You might want to ask why that worked out that way.
You might want to ask why that worked out that way.
You’re kidding, right? The key is married to an ex-president. Which means she would start out with a funding network, with access to campaign execs, with an entree to state and issues orgs that others might have to work harder to get.
But I don’t buy that her only qualifications were that she was married to a popular ex-president. That just gave her advantages that others would not have. But clearly advantages squandered by her campaign — and her badly run campaign (and a failure to account for the Iraq vote) really is the reason why she is not the nominee.
If she were the nominee, she’d still be a better and more capable President that John McCain.
Folks talked wistfully about Jennifer Granholm as President one day — except she was born in Canada.
Cassandra, as you say, “If she were the nominee, she’d still be a better and more capable President that John McCain,” let me ask you a simple question: just what has Hillary Clinton actually accomplished on her own?
She won a Senate seat, but only because of her husband’s name. She was hired by the Rose Law Firm, only because her husband was governor. She has no legislation of any note to her credit, and no accomplishments of any sort in the Senate. Ruth Minner, for all that y’all make fun of her, has run a state for almost eight years now.
And John McCain is more experienced, more qualified, and will make a better president than either Democrat still running.
Dana –
She did not win a Senate seat because of her husband’s name.
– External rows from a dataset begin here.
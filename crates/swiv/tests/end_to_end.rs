// SPDX-License-Identifier: AGPL-3.0-only
// Copyright (C) 2024 Jonathan Lee
// This program is free software: you can redistribute it and/or modify
// it under the terms of the GNU Affero General Public License version 3
// as published by the Free Software Foundation.
// This program is distributed in the hope that it will be useful,
// but WITHOUT ANY WARRANTY; without even the implied warranty of
// MERCHANTABILITY or FITNESS FOR A PARTICULAR PURPOSE.
// See the GNU Affero General Public License for more details.
// You should have received a copy of the GNU Affero General Public License
// along with this program. If not, see https://www.gnu.org/licenses/.

use anyhow::Result;
use std::sync::Arc;
use swiv::model::Bucket;
use swiv::rules::RuleVariables;
use swiv::{
    manifest_by_name, AppSettings, DataCube, Dimension, DimensionKind, Essence, Measure,
    ResolveState, SeriesList, Sort, SortDirection, Split, SplitType, Splits, VisStrategy,
};

fn wiki() -> Arc<DataCube> {
    Arc::new(
        DataCube::new("wiki")
            .with_dimension(Dimension::new("time", DimensionKind::Time))
            .with_dimension(Dimension::new("commentLength", DimensionKind::Number))
            .with_measure(Measure::new("added"))
            .with_default_selected_measures(vec!["added".into()]),
    )
}

fn settings() -> Arc<AppSettings> {
    Arc::new(AppSettings::default())
}

fn number_split_combine(reference: &str) -> Split {
    Split::new(SplitType::Number, reference)
        .change_bucket(Some(Bucket::Number(10.0)))
        .change_sort(Sort::by_dimension(reference, SortDirection::Ascending))
}

#[test]
fn time_split_resolves_to_ready_line_chart() -> Result<()> {
    let cube = wiki();
    let essence = Essence::from_data_cube(Arc::clone(&cube), settings())?;
    assert!(essence.splits().is_empty());

    let time = Split::from_dimension(cube.dimension("time"));
    let essence = essence.add_split(time, VisStrategy::FairGame)?;

    assert_eq!(essence.visualization().name, "line-chart");
    assert_eq!(essence.vis_resolve().state(), ResolveState::Ready);
    let split = essence.splits().first().expect("time split");
    assert_eq!(split.limit, None);
    assert_eq!(split.sort, Sort::by_dimension("time", SortDirection::Ascending));
    Ok(())
}

#[test]
fn number_split_resolves_to_ready_bar_chart() -> Result<()> {
    let essence = Essence::from_data_cube(wiki(), settings())?
        .add_split(number_split_combine("commentLength"), VisStrategy::FairGame)?;

    assert_eq!(essence.visualization().name, "bar-chart");
    assert_eq!(essence.vis_resolve().state(), ResolveState::Ready);
    let split = essence.splits().first().expect("number split");
    assert_eq!(split.limit, Some(25));
    assert_eq!(split.bucket, Some(Bucket::Number(10.0)));
    Ok(())
}

#[test]
fn bar_chart_without_splits_asks_for_one() {
    let bar_chart = manifest_by_name("bar-chart").expect("bar chart registered");
    let variables = RuleVariables::new(
        wiki(),
        settings(),
        Splits::empty(),
        SeriesList::from_keys(["added"]),
    );

    let resolve = bar_chart.evaluate_rules(&variables);

    assert!(resolve.is_manual());
    assert_eq!(resolve.message(), Some("The Bar Chart requires at least one split"));
}

#[test]
fn heatmap_with_three_splits_suggests_removal() {
    let cube = Arc::new(
        DataCube::new("wiki")
            .with_dimension(Dimension::new("channel", DimensionKind::String))
            .with_dimension(Dimension::new("page", DimensionKind::String))
            .with_dimension(Dimension::new("user", DimensionKind::String))
            .with_measure(Measure::new("added")),
    );
    let splits: Splits = ["channel", "page", "user"]
        .iter()
        .map(|name| Split::from_dimension(cube.dimension(name)))
        .collect();
    let heatmap = manifest_by_name("heatmap").expect("heatmap registered");

    let resolve = heatmap.evaluate_rules(&RuleVariables::new(
        cube,
        settings(),
        splits,
        SeriesList::from_keys(["added"]),
    ));

    assert!(resolve.is_manual());
    assert!(resolve
        .message()
        .is_some_and(|m| m.contains("needs exactly 2 splits")));
    let removal = &resolve.resolutions()[0];
    assert_eq!(removal.description, "Remove last split");
    assert_eq!(
        removal.adjustment.splits.as_ref().map(Splits::references),
        Some(vec!["channel", "page"])
    );
}

#[test]
fn pinned_visualization_is_kept_across_split_changes() -> Result<()> {
    let cube = wiki();
    let table = manifest_by_name("table").expect("table registered");
    let essence = Essence::new(
        Arc::clone(&cube),
        settings(),
        Some(table),
        Splits::from_dimension(cube.dimension("commentLength")),
        SeriesList::from_keys(["added"]),
    )?;
    assert_eq!(essence.visualization().name, "table");
    assert!(essence.vis_resolve().is_ready());

    // non-empty to non-empty favours the current visualization
    let time = Split::from_dimension(cube.dimension("time"))
        .change_sort(Sort::by_dimension("time", SortDirection::Descending));
    let splits = essence.splits().add_split(time);
    let essence = essence.change_splits(splits, VisStrategy::FairGame)?;
    assert_eq!(essence.visualization().name, "table");
    assert_eq!(essence.splits().references(), ["commentLength", "time"]);
    Ok(())
}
Do you think that vapid Laura Bush could win a senate seat? Hardly. She shares a brain with her husband.
She fought hard to pull of that victory and she did it out of sheer determination and hard work. If you recall, her husband’s final two years were hardly his best. He left the office in shame. People didn’t start to respect him again until he started his global initiative. If anything, the fact that she was Mrs. Bill Clinton was a strike against her.
It’s really demeaning to suggest that the only qualification she had was having been married to someone. How do you suppose she was elected to a second term?
Determination, hard work and LUCK.
Rudy Guliani had a spectacular flameout and she ended up running against a tomato can.
Yes, luck, too. But doesn’t a little bit of luck play into just about every contest (political or otherwise)? Wasn’t Obama lucky that MI & FL moved up their primaries? Wasn’t Bush lucky that the Swiftboaters showed up?
Rudy Guiliani withdrew in 2000 because he had prostate cancer. That may qualify as a spectacular flameout, but it isn’t as though he auditioned his recent Presidential flameout in that Senate race.
Dominique wrote:
Oh, puh-leeze! It doesn’t matter whether you think that she’s brilliant — she isn’t — or a great politician — once again, she isn’t — she was a carpetbagger, a person with no history or connection to New York, who bought a house in Chappequa to extablish residency in time to run for the Senate. Do you seriously believe that New Yorkers would have elected a person who had just barely moved into the state if it were not for some famous political connection?
Of course, they elected a carpetbagger senator once before, Robert Kennedy in 1964; that was another election based on his name.
As for Mrs Clinton sharing a brain with her husband, that happens in science fiction novels. Is Mrs Clinton running as Lurleen Wallace, or as her own person?
George W Bush was lucky that his father was George H W Bush, no doubt about that, and no one seriously denies it. But he did start his 1994 gubernatorial campaign something like 30 points behind Governor Ann Richards, and came on strong to beat her.
Wasn’t Bush lucky that the Swiftboaters showed up?
Bad example. Rove made his own luck on that one.